Required work: Return the run of lines below that opens with the line containing "The lower bound" and closes with the line containing "immediately without sleeping.", keeping each one exact.

[Excerpts from a dataset]
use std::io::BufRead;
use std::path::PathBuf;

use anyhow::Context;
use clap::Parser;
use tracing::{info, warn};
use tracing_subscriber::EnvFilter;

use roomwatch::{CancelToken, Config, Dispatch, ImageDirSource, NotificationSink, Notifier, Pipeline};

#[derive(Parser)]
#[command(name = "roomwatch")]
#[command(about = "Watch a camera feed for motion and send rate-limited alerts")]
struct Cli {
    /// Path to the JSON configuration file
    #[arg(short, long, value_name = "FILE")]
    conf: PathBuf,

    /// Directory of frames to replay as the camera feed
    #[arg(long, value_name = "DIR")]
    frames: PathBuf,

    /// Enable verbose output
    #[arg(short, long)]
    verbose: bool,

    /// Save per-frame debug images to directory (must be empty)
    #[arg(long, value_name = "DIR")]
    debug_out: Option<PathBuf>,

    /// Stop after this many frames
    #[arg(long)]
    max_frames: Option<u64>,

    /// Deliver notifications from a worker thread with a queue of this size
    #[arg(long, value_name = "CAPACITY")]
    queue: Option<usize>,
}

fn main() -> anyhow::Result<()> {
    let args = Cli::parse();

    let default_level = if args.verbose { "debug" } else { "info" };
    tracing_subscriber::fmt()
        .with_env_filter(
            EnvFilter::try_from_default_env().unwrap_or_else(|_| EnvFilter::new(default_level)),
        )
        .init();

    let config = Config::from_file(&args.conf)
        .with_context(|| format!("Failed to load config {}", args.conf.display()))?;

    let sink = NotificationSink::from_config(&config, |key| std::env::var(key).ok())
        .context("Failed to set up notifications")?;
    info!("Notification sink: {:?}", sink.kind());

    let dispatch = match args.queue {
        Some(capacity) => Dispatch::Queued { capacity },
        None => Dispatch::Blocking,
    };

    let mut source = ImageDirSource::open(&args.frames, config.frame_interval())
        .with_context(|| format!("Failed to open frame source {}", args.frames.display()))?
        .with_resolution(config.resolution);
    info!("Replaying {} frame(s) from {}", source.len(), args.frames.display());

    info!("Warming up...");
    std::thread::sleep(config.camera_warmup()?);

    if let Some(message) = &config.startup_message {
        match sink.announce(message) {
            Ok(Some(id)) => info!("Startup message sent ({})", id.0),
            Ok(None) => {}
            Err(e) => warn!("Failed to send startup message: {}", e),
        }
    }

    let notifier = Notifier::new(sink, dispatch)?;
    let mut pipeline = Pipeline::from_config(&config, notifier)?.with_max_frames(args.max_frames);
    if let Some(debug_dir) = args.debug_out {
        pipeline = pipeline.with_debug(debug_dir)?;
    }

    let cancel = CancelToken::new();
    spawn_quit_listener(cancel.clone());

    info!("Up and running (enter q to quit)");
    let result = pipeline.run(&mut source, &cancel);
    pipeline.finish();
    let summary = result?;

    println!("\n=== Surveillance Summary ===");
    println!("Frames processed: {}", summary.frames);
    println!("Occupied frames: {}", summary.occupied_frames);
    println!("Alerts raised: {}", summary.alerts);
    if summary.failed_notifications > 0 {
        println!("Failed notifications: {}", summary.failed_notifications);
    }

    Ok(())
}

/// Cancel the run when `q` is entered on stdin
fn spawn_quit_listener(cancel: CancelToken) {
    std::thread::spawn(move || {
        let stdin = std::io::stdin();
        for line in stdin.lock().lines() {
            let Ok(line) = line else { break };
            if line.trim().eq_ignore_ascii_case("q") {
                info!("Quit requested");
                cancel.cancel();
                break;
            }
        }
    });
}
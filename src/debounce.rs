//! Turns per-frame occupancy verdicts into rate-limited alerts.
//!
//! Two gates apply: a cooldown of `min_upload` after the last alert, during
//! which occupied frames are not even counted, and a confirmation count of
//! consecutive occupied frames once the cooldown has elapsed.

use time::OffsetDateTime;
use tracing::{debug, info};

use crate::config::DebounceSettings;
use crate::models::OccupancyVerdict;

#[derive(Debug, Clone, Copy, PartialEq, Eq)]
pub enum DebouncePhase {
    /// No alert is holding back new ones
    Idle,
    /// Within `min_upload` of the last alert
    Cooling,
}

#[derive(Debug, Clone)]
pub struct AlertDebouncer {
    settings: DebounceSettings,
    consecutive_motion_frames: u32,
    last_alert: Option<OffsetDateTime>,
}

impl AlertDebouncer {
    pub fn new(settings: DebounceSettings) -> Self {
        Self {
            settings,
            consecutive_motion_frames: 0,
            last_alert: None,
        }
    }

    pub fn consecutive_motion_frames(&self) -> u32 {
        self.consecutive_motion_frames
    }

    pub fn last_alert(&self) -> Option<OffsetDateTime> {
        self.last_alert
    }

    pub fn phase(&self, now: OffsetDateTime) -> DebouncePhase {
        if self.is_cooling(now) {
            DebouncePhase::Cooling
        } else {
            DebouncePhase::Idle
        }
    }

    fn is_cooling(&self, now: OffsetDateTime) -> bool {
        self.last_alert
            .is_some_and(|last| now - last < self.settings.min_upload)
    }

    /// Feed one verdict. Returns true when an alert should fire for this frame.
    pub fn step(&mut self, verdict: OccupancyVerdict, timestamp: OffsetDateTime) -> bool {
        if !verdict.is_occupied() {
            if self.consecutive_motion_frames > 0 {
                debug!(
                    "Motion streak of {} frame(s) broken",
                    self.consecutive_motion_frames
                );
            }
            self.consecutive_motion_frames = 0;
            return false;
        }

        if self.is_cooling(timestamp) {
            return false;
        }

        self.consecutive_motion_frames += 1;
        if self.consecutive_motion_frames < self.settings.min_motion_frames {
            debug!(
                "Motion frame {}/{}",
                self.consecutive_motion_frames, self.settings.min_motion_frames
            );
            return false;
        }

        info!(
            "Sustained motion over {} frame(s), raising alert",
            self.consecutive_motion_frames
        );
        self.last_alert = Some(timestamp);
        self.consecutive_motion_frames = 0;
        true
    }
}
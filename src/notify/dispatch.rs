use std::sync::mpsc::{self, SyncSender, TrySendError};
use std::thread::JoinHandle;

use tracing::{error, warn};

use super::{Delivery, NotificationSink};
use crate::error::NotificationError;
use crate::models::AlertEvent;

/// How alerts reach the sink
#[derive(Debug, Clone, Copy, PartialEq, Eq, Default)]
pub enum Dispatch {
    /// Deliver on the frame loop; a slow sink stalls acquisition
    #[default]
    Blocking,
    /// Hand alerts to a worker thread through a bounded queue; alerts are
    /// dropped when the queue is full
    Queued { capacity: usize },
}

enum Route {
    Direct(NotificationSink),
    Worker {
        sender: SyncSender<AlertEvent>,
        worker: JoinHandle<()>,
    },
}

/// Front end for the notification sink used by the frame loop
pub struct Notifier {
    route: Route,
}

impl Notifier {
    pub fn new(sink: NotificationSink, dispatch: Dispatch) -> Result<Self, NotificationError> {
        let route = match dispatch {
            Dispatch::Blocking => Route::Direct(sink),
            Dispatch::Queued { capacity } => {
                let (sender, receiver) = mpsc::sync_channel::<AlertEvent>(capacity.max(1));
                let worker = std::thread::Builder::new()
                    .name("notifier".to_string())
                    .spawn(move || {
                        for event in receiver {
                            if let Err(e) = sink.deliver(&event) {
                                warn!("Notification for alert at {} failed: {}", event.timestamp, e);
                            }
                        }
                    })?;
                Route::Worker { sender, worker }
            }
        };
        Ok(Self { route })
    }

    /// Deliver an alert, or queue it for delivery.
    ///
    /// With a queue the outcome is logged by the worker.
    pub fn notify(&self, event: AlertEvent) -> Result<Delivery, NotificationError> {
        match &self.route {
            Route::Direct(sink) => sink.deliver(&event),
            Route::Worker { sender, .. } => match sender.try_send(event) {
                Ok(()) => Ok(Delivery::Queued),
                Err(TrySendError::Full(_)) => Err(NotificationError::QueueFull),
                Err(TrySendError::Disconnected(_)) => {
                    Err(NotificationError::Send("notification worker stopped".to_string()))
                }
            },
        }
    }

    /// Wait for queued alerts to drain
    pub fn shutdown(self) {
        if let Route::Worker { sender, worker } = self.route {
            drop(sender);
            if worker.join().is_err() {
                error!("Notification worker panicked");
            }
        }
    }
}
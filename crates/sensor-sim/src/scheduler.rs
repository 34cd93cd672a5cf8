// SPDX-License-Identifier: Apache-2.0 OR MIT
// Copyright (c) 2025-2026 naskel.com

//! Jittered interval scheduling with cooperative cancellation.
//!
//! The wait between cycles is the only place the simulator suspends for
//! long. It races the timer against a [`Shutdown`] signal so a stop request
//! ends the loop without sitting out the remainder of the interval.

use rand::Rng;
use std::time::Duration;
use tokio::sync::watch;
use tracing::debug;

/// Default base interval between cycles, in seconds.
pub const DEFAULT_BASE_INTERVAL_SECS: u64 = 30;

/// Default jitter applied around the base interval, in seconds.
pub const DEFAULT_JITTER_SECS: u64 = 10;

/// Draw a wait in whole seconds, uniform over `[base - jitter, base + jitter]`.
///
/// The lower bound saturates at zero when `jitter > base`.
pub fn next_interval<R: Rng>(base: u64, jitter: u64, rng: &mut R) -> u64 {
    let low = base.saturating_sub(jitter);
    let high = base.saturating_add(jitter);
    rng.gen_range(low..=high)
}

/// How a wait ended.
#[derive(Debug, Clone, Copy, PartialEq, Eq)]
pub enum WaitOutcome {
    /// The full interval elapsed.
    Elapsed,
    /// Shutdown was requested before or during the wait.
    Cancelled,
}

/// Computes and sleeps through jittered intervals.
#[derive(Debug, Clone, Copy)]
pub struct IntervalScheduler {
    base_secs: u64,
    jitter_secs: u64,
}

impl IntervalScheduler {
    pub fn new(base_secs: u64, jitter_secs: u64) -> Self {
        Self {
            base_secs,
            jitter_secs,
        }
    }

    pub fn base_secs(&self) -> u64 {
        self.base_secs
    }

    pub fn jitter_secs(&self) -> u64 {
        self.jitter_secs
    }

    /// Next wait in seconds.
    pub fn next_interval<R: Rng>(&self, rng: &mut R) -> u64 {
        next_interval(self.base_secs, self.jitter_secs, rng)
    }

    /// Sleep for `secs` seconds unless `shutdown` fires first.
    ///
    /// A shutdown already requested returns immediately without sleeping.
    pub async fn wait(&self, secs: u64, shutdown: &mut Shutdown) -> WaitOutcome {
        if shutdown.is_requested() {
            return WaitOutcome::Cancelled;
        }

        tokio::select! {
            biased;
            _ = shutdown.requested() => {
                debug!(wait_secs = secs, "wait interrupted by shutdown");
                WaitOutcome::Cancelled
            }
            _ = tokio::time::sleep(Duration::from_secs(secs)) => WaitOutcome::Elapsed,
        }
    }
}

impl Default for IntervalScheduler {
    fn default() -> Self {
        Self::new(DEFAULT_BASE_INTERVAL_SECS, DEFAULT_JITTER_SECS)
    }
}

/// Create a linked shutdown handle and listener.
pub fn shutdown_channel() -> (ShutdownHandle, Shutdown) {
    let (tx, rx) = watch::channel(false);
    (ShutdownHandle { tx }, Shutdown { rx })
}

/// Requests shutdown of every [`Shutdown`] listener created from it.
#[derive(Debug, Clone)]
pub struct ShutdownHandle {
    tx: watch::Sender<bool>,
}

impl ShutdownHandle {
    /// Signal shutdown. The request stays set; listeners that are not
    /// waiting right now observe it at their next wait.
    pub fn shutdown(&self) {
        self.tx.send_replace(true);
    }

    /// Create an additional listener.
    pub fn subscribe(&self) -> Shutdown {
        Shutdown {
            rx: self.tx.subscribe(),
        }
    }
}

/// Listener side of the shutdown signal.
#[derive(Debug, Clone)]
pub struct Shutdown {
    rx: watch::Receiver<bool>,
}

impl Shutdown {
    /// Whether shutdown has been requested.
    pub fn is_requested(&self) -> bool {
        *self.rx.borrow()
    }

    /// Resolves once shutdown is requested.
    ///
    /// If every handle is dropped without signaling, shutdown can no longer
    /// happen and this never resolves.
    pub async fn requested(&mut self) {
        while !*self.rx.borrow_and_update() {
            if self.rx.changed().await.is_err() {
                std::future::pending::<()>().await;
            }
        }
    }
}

* * *

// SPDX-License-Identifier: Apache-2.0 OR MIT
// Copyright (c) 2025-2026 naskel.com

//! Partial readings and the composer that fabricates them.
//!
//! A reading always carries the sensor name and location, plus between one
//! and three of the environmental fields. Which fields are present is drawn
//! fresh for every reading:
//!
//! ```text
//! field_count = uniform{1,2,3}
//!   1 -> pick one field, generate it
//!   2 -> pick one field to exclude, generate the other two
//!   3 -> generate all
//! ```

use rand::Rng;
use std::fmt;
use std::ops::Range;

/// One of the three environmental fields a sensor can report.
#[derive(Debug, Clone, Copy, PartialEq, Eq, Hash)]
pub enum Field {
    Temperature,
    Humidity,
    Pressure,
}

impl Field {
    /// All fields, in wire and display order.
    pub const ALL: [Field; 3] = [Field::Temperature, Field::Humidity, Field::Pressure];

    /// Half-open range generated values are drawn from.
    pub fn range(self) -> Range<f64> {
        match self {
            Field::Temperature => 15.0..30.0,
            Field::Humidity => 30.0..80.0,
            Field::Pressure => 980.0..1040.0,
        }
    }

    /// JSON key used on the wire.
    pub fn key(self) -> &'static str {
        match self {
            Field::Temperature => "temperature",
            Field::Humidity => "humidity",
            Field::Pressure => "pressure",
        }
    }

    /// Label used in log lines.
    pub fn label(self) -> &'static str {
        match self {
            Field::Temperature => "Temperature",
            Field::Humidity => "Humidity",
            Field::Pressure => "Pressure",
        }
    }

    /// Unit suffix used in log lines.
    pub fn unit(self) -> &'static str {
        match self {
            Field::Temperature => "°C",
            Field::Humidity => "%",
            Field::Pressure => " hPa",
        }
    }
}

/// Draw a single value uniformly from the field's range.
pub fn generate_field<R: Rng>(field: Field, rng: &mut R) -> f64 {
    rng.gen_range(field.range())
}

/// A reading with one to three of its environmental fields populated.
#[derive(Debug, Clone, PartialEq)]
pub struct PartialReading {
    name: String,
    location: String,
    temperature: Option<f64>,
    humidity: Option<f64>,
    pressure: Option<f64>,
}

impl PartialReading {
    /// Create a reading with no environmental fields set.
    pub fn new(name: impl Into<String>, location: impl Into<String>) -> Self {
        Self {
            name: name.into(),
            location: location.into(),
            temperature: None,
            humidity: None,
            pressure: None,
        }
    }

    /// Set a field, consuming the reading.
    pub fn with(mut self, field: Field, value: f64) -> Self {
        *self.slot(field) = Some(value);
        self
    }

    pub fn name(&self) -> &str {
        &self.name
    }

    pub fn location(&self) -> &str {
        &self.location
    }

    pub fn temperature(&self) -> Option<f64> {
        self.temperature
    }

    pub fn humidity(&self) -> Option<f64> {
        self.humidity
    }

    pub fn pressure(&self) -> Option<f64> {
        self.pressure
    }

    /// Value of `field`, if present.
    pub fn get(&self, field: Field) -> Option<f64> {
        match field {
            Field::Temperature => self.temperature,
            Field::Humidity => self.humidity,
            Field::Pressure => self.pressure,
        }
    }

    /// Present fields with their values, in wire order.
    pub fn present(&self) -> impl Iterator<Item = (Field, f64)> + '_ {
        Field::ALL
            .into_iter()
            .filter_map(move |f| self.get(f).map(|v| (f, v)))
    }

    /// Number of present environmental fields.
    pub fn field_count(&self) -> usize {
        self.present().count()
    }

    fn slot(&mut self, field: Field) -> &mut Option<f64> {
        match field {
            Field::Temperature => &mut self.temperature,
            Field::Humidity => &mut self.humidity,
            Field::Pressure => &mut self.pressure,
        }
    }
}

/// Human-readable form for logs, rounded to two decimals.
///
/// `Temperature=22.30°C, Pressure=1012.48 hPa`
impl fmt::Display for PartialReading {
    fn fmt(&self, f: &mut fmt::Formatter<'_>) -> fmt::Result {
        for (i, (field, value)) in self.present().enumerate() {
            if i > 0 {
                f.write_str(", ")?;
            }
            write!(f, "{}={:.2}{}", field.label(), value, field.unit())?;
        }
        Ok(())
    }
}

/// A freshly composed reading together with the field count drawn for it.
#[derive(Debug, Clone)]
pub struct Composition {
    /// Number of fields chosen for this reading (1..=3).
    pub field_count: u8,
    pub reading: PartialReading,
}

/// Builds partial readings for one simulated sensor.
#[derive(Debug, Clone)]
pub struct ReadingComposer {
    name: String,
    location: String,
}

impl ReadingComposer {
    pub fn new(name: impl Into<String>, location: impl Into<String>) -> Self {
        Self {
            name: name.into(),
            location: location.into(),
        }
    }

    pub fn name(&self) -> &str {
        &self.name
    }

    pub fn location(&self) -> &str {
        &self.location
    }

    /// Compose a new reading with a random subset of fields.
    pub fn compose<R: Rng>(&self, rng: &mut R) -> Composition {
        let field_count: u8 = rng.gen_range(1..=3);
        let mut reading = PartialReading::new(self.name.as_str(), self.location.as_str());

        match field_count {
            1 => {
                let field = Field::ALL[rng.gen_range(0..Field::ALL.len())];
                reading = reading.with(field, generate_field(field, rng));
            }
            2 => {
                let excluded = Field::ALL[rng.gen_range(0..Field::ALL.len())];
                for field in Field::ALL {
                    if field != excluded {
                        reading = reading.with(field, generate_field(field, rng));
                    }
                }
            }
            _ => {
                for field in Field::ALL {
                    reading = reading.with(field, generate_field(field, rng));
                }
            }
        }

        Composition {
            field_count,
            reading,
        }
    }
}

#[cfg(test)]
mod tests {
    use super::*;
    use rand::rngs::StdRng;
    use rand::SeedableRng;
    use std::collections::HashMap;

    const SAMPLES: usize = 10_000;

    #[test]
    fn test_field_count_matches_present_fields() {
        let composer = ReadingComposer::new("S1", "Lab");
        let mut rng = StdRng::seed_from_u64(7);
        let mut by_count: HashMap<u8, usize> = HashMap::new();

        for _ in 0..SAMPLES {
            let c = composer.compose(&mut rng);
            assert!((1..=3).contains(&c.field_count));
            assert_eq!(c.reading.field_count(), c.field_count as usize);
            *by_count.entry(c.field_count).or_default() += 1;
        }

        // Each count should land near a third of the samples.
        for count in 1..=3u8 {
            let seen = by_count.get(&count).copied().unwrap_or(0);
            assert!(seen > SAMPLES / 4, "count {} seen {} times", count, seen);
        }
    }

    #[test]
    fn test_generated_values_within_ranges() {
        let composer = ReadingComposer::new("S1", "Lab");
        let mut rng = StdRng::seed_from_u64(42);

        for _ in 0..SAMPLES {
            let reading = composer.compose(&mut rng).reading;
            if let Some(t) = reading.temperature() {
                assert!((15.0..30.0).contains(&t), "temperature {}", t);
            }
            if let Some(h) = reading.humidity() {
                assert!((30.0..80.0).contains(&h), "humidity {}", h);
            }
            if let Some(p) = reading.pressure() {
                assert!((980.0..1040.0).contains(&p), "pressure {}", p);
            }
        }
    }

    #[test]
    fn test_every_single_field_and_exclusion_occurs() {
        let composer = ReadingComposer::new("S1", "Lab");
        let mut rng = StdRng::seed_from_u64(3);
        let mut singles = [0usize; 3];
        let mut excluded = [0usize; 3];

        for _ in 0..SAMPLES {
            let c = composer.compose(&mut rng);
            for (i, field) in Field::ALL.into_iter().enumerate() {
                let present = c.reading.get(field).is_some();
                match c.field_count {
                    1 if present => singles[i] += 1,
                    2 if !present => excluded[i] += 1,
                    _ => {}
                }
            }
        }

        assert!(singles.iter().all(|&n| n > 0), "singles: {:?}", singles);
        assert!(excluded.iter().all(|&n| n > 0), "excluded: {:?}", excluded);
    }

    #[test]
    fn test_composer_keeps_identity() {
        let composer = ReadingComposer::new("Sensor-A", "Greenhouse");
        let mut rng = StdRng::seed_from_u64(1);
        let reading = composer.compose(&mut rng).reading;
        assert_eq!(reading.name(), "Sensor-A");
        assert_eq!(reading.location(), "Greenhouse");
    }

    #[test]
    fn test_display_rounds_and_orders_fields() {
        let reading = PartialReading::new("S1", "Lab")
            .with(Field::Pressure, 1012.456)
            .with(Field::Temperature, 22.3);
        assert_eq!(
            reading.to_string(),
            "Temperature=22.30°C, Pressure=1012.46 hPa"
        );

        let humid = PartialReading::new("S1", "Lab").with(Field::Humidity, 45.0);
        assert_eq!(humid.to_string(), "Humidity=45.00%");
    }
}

* * *

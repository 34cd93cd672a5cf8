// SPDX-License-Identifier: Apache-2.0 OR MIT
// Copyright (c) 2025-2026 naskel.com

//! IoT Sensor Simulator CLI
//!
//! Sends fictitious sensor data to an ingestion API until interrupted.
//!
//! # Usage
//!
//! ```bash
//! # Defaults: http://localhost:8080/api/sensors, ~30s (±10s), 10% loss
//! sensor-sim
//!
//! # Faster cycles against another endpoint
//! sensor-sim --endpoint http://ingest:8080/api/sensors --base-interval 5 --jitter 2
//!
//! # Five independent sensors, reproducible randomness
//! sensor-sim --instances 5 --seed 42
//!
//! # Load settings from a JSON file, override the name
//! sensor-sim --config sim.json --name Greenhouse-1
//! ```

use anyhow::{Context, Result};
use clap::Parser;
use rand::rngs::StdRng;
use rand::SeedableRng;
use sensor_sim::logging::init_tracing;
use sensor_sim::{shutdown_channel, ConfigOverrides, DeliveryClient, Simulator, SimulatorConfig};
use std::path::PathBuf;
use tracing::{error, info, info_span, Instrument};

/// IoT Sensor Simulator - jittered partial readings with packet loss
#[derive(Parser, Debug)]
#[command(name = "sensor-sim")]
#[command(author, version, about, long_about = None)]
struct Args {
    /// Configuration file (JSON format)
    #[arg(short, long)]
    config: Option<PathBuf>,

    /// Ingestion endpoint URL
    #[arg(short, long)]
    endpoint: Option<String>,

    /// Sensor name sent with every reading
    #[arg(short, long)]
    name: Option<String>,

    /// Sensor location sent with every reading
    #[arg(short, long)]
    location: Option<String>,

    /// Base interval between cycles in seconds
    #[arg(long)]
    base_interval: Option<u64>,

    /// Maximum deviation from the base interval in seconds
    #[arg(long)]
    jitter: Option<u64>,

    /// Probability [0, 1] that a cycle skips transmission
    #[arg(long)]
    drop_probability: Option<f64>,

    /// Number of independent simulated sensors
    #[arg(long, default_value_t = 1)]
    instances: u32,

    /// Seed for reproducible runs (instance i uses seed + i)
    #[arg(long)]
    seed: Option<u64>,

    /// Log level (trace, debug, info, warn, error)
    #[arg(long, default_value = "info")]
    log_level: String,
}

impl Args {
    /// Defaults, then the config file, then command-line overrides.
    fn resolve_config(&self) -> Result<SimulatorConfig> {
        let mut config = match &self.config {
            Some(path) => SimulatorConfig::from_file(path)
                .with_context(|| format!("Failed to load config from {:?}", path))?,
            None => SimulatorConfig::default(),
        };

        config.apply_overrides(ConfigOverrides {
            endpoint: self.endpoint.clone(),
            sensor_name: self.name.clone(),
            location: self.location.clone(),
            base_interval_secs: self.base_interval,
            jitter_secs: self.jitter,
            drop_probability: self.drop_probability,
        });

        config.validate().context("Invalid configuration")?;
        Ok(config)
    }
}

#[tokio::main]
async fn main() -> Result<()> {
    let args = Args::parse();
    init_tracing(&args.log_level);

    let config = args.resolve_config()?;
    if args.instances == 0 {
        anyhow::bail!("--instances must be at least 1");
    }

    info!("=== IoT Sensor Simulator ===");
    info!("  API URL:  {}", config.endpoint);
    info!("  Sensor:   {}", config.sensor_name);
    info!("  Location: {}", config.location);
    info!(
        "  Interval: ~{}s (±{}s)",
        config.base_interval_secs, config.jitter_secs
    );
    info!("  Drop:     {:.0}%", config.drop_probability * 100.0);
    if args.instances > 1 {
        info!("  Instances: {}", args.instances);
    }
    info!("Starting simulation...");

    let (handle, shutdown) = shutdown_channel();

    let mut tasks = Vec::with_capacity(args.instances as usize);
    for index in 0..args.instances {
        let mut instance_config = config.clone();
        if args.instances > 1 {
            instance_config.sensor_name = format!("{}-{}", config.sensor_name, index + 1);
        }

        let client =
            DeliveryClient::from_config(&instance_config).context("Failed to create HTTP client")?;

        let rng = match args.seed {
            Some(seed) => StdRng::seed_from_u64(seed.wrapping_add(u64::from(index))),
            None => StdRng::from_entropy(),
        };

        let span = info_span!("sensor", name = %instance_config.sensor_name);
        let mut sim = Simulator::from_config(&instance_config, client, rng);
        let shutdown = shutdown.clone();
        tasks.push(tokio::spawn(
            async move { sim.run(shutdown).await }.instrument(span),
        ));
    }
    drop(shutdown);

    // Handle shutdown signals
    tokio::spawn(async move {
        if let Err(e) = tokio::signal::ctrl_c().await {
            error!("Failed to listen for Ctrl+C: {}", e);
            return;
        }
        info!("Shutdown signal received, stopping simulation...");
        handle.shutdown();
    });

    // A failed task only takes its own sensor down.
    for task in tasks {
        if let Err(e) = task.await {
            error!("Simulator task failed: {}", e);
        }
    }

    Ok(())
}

The answer:
/// The lower bound saturates at zero when `jitter > base`.
pub fn next_interval<R: Rng>(base: u64, jitter: u64, rng: &mut R) -> u64 {
    let low = base.saturating_sub(jitter);
    let high = base.saturating_add(jitter);
    rng.gen_range(low..=high)
}

/// How a wait ended.
#[derive(Debug, Clone, Copy, PartialEq, Eq)]
pub enum WaitOutcome {
    /// The full interval elapsed.
    Elapsed,
    /// Shutdown was requested before or during the wait.
    Cancelled,
}

/// Computes and sleeps through jittered intervals.
#[derive(Debug, Clone, Copy)]
pub struct IntervalScheduler {
    base_secs: u64,
    jitter_secs: u64,
}

impl IntervalScheduler {
    pub fn new(base_secs: u64, jitter_secs: u64) -> Self {
        Self {
            base_secs,
            jitter_secs,
        }
    }

    pub fn base_secs(&self) -> u64 {
        self.base_secs
    }

    pub fn jitter_secs(&self) -> u64 {
        self.jitter_secs
    }

    /// Next wait in seconds.
    pub fn next_interval<R: Rng>(&self, rng: &mut R) -> u64 {
        next_interval(self.base_secs, self.jitter_secs, rng)
    }

    /// Sleep for `secs` seconds unless `shutdown` fires first.
    ///
    /// A shutdown already requested returns immediately without sleeping.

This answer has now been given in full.